*Task directions:* Output the records exactly, with no line skipped.

Items from a data source:
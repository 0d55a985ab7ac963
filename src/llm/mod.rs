//! LLM 层：推理服务客户端抽象与实现（OpenAI 兼容 / Mock）、防御式 JSON 解析

pub mod json;
pub mod message;
pub mod mock;
pub mod openai;
pub mod traits;

pub use message::{Message, Role};
pub use mock::MockLlmClient;
pub use openai::{OpenAiClient, TokenUsage};
pub use traits::{LlmClient, LlmError, RetryingLlmClient};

*Exercise solution:*
repository 0d55a985ab7ac963
filename src/llm/mod.rs
//! LLM 层：推理服务客户端抽象与实现（OpenAI 兼容 / Mock）、防御式 JSON 解析

pub mod json;
pub mod message;
pub mod mock;
pub mod openai;
pub mod traits;

pub use message::{Message, Role};
pub use mock::MockLlmClient;
pub use openai::{OpenAiClient, TokenUsage};
pub use traits::{LlmClient, LlmError, RetryingLlmClient};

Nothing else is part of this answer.